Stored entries
++++++++++

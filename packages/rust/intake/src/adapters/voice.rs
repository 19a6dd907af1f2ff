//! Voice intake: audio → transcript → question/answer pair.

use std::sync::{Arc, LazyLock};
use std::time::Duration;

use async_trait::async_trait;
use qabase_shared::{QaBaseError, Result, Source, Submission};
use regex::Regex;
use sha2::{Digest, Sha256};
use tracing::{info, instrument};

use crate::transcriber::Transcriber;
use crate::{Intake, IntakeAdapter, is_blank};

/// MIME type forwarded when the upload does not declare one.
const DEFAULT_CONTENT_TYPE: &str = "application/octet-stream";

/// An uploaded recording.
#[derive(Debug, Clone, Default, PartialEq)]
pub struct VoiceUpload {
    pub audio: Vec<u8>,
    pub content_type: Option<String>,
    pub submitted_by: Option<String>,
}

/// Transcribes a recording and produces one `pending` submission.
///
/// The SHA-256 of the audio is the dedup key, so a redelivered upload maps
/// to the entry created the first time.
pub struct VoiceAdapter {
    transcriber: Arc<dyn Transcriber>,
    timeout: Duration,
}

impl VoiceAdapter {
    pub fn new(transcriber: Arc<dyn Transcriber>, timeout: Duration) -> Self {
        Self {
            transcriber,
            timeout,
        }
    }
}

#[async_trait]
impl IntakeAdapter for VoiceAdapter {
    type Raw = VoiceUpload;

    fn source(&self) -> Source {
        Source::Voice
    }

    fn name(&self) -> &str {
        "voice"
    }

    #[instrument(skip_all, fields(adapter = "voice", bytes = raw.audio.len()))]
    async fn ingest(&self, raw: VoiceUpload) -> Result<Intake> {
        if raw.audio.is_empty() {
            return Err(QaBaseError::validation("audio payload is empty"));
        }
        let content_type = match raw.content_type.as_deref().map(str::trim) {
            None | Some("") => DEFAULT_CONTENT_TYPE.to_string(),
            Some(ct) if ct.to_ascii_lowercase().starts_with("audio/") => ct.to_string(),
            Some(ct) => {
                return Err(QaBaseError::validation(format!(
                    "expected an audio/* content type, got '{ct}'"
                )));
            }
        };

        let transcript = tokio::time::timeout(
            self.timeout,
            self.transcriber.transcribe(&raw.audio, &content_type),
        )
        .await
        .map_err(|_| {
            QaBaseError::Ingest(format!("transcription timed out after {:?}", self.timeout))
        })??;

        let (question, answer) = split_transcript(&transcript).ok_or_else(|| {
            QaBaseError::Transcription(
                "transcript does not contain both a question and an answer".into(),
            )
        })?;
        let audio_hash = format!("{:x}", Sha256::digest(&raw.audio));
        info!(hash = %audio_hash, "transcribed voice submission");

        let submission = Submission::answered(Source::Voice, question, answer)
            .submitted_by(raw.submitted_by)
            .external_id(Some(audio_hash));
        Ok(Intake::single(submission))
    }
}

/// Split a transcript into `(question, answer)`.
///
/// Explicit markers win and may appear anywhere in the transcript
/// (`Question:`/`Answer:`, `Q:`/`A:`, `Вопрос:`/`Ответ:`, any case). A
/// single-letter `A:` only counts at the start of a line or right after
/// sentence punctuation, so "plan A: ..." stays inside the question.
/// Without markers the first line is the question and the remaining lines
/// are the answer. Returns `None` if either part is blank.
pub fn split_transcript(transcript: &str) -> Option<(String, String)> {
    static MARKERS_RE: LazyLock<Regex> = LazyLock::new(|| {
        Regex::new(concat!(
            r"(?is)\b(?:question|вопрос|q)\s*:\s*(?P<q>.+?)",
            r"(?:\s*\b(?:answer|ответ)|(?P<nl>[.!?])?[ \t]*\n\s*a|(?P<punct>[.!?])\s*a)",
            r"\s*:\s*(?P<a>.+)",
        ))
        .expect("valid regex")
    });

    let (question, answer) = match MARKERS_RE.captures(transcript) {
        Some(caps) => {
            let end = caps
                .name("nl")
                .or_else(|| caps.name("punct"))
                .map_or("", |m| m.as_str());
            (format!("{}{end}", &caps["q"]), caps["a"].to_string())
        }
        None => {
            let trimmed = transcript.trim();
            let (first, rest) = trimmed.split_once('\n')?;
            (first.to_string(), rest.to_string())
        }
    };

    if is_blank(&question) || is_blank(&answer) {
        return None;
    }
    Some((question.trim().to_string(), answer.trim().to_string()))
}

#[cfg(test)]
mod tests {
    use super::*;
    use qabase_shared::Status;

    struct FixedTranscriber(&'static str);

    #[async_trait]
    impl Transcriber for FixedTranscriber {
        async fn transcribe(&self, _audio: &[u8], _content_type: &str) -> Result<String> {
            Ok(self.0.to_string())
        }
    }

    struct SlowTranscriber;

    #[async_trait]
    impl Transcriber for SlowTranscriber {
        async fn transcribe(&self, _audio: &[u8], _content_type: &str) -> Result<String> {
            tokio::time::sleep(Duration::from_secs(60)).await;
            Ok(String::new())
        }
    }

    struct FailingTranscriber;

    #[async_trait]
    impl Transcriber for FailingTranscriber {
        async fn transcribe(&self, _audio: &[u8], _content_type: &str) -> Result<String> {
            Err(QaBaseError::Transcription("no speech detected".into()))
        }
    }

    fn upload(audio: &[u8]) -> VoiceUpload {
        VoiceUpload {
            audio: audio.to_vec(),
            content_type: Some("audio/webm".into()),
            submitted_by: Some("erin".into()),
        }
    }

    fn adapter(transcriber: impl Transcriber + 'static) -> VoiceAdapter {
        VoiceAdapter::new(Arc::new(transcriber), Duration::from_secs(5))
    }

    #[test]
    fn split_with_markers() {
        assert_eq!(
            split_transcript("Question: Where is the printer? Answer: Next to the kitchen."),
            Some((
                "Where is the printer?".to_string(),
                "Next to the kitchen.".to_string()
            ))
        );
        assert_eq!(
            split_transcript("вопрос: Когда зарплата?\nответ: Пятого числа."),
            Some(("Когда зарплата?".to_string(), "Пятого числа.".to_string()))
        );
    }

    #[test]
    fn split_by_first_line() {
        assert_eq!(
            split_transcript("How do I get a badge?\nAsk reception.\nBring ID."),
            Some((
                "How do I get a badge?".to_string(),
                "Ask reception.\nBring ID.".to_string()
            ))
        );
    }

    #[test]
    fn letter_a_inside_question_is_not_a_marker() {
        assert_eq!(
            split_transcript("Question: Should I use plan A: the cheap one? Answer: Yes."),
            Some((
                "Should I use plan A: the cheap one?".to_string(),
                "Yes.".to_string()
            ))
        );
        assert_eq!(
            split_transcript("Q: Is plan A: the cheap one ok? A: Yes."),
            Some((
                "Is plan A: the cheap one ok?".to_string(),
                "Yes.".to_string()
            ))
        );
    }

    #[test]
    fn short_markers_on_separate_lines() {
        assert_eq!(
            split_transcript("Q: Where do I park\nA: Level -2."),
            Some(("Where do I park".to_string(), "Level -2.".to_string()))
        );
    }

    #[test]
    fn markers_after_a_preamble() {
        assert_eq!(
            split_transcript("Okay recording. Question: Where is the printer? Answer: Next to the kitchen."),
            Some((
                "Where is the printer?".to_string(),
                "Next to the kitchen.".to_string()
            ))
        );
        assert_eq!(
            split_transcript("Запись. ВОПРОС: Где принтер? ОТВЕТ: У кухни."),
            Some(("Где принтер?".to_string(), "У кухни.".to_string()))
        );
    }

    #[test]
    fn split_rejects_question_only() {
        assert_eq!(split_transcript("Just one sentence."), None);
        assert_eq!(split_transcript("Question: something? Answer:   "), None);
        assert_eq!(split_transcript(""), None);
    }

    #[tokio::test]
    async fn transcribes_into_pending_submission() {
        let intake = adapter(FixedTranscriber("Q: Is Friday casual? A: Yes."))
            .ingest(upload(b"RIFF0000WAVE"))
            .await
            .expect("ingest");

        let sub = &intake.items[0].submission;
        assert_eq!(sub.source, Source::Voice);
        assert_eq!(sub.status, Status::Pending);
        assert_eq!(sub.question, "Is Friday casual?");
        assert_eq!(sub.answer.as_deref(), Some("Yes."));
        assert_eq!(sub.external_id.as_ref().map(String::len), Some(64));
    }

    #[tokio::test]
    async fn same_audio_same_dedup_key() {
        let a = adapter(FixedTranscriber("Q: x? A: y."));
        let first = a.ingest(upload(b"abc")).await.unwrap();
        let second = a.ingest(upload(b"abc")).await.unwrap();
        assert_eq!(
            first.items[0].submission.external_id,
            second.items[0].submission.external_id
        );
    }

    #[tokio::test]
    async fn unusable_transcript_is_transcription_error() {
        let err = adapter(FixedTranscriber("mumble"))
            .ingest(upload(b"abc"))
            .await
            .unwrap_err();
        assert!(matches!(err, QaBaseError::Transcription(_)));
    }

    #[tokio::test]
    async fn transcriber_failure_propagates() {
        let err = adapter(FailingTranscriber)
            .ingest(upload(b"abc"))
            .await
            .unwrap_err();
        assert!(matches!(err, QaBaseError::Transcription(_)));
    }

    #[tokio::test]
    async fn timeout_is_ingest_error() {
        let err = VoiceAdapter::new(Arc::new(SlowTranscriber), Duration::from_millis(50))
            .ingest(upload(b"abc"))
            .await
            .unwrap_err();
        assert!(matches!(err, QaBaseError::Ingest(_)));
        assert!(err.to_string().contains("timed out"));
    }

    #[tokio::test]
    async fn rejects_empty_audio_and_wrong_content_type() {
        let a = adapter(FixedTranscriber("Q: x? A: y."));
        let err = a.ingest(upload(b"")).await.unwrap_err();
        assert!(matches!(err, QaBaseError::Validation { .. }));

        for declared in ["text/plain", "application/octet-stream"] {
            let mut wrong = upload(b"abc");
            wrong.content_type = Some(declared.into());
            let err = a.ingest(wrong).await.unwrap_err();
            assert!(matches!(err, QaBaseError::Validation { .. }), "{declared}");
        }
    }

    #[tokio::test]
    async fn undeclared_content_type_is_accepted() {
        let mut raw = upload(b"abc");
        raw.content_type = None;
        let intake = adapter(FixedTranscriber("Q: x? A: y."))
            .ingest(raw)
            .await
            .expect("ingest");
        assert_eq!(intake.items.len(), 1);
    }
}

++++++++++

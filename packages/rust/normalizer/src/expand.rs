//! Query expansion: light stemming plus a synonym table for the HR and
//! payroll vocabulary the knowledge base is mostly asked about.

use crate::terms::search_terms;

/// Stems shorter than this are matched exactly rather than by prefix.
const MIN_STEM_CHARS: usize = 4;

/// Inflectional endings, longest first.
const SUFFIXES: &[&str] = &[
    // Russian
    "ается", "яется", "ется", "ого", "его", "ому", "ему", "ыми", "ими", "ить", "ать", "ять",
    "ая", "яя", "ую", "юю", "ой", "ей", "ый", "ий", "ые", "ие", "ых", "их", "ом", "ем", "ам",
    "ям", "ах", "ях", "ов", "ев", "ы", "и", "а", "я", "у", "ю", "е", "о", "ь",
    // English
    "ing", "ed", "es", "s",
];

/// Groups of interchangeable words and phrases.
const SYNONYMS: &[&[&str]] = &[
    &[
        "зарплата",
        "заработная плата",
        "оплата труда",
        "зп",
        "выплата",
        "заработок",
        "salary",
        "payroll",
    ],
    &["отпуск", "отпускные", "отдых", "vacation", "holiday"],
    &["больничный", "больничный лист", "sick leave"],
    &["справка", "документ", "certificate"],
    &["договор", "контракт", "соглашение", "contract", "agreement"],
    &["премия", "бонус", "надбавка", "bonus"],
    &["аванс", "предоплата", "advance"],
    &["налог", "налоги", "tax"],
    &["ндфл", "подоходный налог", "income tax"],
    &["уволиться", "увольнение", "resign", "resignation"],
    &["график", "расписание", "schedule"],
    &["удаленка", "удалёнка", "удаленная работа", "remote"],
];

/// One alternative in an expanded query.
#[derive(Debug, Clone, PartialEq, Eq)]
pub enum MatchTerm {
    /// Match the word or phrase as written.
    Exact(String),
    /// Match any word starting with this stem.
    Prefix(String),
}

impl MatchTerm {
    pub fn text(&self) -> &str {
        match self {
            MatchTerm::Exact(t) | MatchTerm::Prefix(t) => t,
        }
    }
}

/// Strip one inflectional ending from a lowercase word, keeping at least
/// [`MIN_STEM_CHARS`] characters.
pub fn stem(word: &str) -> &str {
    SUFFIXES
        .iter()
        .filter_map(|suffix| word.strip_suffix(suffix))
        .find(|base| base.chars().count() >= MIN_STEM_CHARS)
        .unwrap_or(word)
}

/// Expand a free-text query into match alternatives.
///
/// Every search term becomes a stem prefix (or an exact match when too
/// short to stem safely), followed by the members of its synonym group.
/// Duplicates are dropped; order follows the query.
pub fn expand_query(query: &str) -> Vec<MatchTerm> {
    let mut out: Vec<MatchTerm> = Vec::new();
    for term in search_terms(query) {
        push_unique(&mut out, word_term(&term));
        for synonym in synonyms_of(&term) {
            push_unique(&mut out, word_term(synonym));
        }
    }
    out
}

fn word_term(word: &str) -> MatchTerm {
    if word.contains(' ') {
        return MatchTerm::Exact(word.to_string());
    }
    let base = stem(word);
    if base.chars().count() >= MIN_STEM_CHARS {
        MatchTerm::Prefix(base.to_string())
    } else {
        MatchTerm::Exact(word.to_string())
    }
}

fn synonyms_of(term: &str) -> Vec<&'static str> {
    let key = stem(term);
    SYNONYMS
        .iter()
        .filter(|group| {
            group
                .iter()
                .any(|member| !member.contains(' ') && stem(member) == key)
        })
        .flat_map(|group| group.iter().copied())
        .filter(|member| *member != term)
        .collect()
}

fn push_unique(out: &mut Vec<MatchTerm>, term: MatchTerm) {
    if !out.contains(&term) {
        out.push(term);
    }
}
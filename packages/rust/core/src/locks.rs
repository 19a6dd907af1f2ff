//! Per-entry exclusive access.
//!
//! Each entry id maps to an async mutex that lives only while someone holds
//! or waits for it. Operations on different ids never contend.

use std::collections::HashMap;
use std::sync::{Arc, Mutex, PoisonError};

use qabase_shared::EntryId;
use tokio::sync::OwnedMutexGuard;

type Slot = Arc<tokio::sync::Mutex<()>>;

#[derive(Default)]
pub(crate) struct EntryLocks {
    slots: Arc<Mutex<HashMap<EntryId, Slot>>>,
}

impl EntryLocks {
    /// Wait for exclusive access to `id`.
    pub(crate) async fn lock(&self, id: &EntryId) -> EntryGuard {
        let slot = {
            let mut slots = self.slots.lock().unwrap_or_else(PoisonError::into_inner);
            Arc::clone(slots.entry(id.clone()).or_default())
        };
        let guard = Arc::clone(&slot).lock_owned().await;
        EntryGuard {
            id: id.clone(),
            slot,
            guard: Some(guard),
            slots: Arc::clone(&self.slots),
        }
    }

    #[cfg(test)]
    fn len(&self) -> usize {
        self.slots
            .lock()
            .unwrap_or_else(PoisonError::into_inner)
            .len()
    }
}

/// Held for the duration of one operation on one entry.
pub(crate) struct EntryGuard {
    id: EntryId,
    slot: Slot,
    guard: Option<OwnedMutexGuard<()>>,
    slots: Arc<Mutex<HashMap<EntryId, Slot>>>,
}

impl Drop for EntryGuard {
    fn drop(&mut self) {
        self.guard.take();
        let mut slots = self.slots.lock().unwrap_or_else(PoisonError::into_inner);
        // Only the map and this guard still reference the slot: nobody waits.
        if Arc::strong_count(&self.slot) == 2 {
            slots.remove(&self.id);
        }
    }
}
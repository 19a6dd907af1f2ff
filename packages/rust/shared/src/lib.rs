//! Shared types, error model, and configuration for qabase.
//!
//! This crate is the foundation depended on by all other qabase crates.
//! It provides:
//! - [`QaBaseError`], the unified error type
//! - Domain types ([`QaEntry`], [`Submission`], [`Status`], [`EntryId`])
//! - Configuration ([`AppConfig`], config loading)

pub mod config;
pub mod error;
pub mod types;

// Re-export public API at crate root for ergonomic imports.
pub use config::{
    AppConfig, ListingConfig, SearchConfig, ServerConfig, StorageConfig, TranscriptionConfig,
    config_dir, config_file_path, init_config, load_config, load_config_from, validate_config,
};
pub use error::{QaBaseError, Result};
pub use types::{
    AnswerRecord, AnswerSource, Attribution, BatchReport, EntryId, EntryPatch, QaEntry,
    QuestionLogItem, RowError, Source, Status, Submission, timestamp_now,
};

++++++++++

• _Your assignment_
All of the lines above that carry the string "EntryId" need to be found and copied.

• _Written solution_
use qabase_shared::EntryId;
    slots: Arc<Mutex<HashMap<EntryId, Slot>>>,
    pub(crate) async fn lock(&self, id: &EntryId) -> EntryGuard {
    id: EntryId,
    slots: Arc<Mutex<HashMap<EntryId, Slot>>>,
//! - Domain types ([`QaEntry`], [`Submission`], [`Status`], [`EntryId`])
    AnswerRecord, AnswerSource, Attribution, BatchReport, EntryId, EntryPatch, QaEntry,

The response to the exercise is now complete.